AI native demo: Build it in your repo

Build an ai native demo inside your repo, wire AI into the parts it should own, and keep sales, product, and marketing on the same code-native workflow.

AI native demo: Build it in your repo

Open your current demo in one tab and your live product in another. Scroll through both. Count the things that don't match: the button label that moved, the nav item you renamed last sprint, the onboarding step you cut three weeks ago that's still in the demo like it's load-bearing. That mismatch is not a tooling accident. An ai native demo is code you own in your repo, not a recording trapped in someone else's SaaS. The gap between those two things is the gap between a demo that drifts and one that stays honest.

Open the demo next to the product and look for the mismatch

The screenshot that makes the problem obvious

Pull up the demo artifact and the live product side by side. The first thing you'll spot is usually a label, something you renamed because the old name confused users, now immortalized in the demo. That's not a cosmetic problem. A prospect who sees the old label and then hits the live product notices the seam. The demo promised one product; the product delivered another.

Why hosted demo tools force the mismatch

When the demo lives inside a vendor's SaaS — Supademo, Arcade, Storylane — it has its own change path, separate from your codebase. You ship a UI change and now there are two things to fix: the product and the demo. The demo has no way to know the product changed. Nobody pings it. It just sits there showing last sprint's UI until someone goes in and re-records it. That second fix is the hidden tax on every release.

Create the first ai native demo from your codebase

The fastest path to a code-native demo starts narrow. Not the whole app. One flow.

Start from one flow, not the whole app

Pick the buyer-visible path that closes the most questions in a demo call: the core activation step, the key report, the moment the product clicks. Keep it to five or six screens. The tighter the scope, the cleaner the AI output and the easier the review pass. A demo that tries to show everything shows nothing.

Let the agent scaffold the demo, then trim it

Point your agent (Cursor, Claude, Codex) at the relevant product code and ask it to build the demo flow as HTML. The first draft will be close, but not ready. It'll include screens that are off-brand, steps that are noisy, or copy that's technically accurate but too broad for the buyer's job. Your job is the edit pass: cut anything that doesn't serve the specific story and tighten the copy to match what you'd actually say on a call. PostHog's take on S-tier demos makes the same point. The best demos are ruthlessly scoped, not comprehensive. The agent handles the scaffolding; you handle the judgment.

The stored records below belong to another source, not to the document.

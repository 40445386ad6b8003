use std::fmt::Display;

pub use create::Create;
pub use delete::Delete;
pub use insert::Insert;
pub use predicate::Predicate;
pub use select::Select;
pub use show::ShowTables;
pub use update::Update;

use serde::{Deserialize, Serialize};

use super::{table::Table, Shadow, ShadowResult};

pub mod create;
pub mod delete;
pub mod insert;
pub mod predicate;
pub mod select;
pub mod show;
pub mod update;

/// Statements the simulator sends to the engine.
#[derive(Debug, Clone, PartialEq, Serialize, Deserialize)]
pub enum Query {
    Create(Create),
    Insert(Insert),
    Update(Update),
    Delete(Delete),
    Select(Select),
    ShowTables(ShowTables),
}

impl Query {
    /// Whether the engine writes a result set to the output sink for this
    /// statement.
    pub fn produces_output(&self) -> bool {
        matches!(self, Query::Select(_) | Query::ShowTables(_))
    }

    pub fn table(&self) -> Option<&str> {
        match self {
            Query::Create(Create { table }) => Some(&table.name),
            Query::Insert(Insert { table, .. })
            | Query::Update(Update { table, .. })
            | Query::Delete(Delete { table, .. })
            | Query::Select(Select { table, .. }) => Some(table),
            Query::ShowTables(_) => None,
        }
    }
}

impl Shadow for Query {
    type Result = ShadowResult;

    fn shadow(&self, tables: &mut Vec<Table>) -> Self::Result {
        match self {
            Query::Create(create) => create.shadow(tables),
            Query::Insert(insert) => insert.shadow(tables),
            Query::Update(update) => update.shadow(tables),
            Query::Delete(delete) => delete.shadow(tables),
            Query::Select(select) => select.shadow(tables),
            Query::ShowTables(show) => show.shadow(tables),
        }
    }
}

impl Display for Query {
    fn fmt(&self, f: &mut std::fmt::Formatter<'_>) -> std::fmt::Result {
        match self {
            Self::Create(create) => write!(f, "{create}"),
            Self::Insert(insert) => write!(f, "{insert}"),
            Self::Update(update) => write!(f, "{update}"),
            Self::Delete(delete) => write!(f, "{delete}"),
            Self::Select(select) => write!(f, "{select}"),
            Self::ShowTables(show) => write!(f, "{show}"),
        }
    }
}

fn find_table<'a>(
    tables: &'a mut [Table],
    name: &str,
) -> Result<&'a mut Table, super::ShadowError> {
    tables
        .iter_mut()
        .find(|t| t.name == name)
        .ok_or_else(|| super::ShadowError::NoSuchTable(name.to_string()))
}

#[cfg(test)]
mod tests {
    use crate::model::{
        table::{Column, ColumnType, Row, SimValue, Table},
        Shadow, ShadowError,
    };

    use super::*;

    fn row(i: i64, s: &str) -> Row {
        vec![SimValue::Int(i), SimValue::from(s)]
    }

    fn schema() -> Table {
        Table::new(
            "t",
            vec![
                Column::new(0, ColumnType::Int),
                Column::new(1, ColumnType::char(8).unwrap()),
            ],
        )
    }

    fn apply(tables: &mut Vec<Table>, queries: &[Query]) {
        for query in queries {
            query.shadow(tables).unwrap();
        }
    }

    fn insert(values: Row) -> Query {
        Query::Insert(Insert {
            table: "t".to_string(),
            values,
        })
    }

    #[test]
    fn statements_render_in_the_engine_grammar() {
        let table = schema();
        let create = Query::Create(Create {
            table: table.clone(),
        });
        assert_eq!(create.to_string(), "CREATE TABLE t (i0 INT, c1 CHAR(8))");
        assert_eq!(
            insert(row(1, "abc")).to_string(),
            "INSERT INTO t VALUES (1, 'abc')"
        );
        assert_eq!(
            Update::by_pivot(&table, &row(1, "abc"), 0, &row(7, "zzz")).to_string(),
            "UPDATE t SET i0 = 7, c1 = 'zzz' WHERE i0 = 1"
        );
        assert_eq!(
            Delete::by_pivot(&table, &row(1, "abc"), 1).to_string(),
            "DELETE FROM t WHERE c1 = 'abc'"
        );
        assert_eq!(Select::all("t").to_string(), "SELECT * FROM t");
        assert_eq!(
            Select::filtered("t", Predicate::eq("i0", SimValue::Int(2))).to_string(),
            "SELECT * FROM t WHERE i0 = 2"
        );
        assert_eq!(ShowTables.to_string(), "SHOW TABLES");
    }

    #[test]
    fn update_through_pivot_keeps_row_order() {
        let table = schema();
        let mut tables = vec![];
        apply(
            &mut tables,
            &[
                Query::Create(Create {
                    table: table.clone(),
                }),
                insert(row(1, "abc")),
                insert(row(2, "de")),
                Query::Update(Update::by_pivot(&table, &row(1, "abc"), 0, &row(1, "zzz"))),
            ],
        );

        let rows = Select::all("t").shadow(&mut tables).unwrap();
        assert_eq!(rows, vec![row(1, "zzz"), row(2, "de")]);
    }

    #[test]
    fn delete_through_pivot_preserves_survivor_order() {
        let table = schema();
        let mut tables = vec![];
        apply(
            &mut tables,
            &[
                Query::Create(Create {
                    table: table.clone(),
                }),
                insert(row(1, "a")),
                insert(row(2, "b")),
                insert(row(3, "c")),
            ],
        );
        assert_eq!(Select::all("t").shadow(&mut tables).unwrap().len(), 3);

        Query::Delete(Delete::by_pivot(&table, &row(2, "b"), 0))
            .shadow(&mut tables)
            .unwrap();

        let rows = Select::all("t").shadow(&mut tables).unwrap();
        assert_eq!(rows, vec![row(1, "a"), row(3, "c")]);
    }

    #[test]
    fn filtered_select_returns_every_match() {
        let mut tables = vec![];
        apply(
            &mut tables,
            &[
                Query::Create(Create { table: schema() }),
                insert(row(1, "a")),
                insert(row(2, "b")),
                insert(row(1, "c")),
            ],
        );

        let rows = Select::filtered("t", Predicate::eq("i0", SimValue::Int(1)))
            .shadow(&mut tables)
            .unwrap();
        assert_eq!(rows, vec![row(1, "a"), row(1, "c")]);
    }

    #[test]
    fn show_tables_lists_sorted_names() {
        let mut tables = vec![Table::new("b", vec![]), Table::new("a", vec![])];
        let rows = ShowTables.shadow(&mut tables).unwrap();
        assert_eq!(
            rows,
            vec![vec![SimValue::from("a")], vec![SimValue::from("b")]]
        );
    }

    #[test]
    fn statements_on_unknown_tables_are_rejected() {
        let mut tables = vec![schema()];
        assert_eq!(
            insert(row(1, "a")).shadow(&mut vec![]),
            Err(ShadowError::NoSuchTable("t".to_string()))
        );
        assert_eq!(
            Query::Create(Create { table: schema() }).shadow(&mut tables),
            Err(ShadowError::TableExists("t".to_string()))
        );
        assert_eq!(
            Select::filtered("t", Predicate::eq("x9", SimValue::Int(1))).shadow(&mut tables),
            Err(ShadowError::NoSuchColumn {
                table: "t".to_string(),
                column: "x9".to_string()
            })
        );
    }
}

Use synthetic data and scripted voiceover without faking the product

Fake data belongs in the demo. Real customer names don't. Made-up product behavior does not. Use synthetic company names, realistic-looking numbers, and placeholder email addresses. Anything that makes the demo feel lived-in without inventing a feature the app doesn't have. Voiceover follows the same rule: script it against what the product actually does, let the agent generate a first-pass narration from the demo code, then review it for accuracy before it ships.

Decide what AI owns and what humans review in an ai native demo

Good AI jobs are the boring repeatable ones

The agent should own scaffolding, copy drafts, data shaping, and first-pass localization. These are repeatable, low-stakes, and cheap to review. Scaffolding from a prompt is faster than building screen by screen. Copy drafts from the demo code are faster than writing from scratch. First-pass translation from the same artifact is faster than forking the demo into a separate localized version. Let the agent do the volume work.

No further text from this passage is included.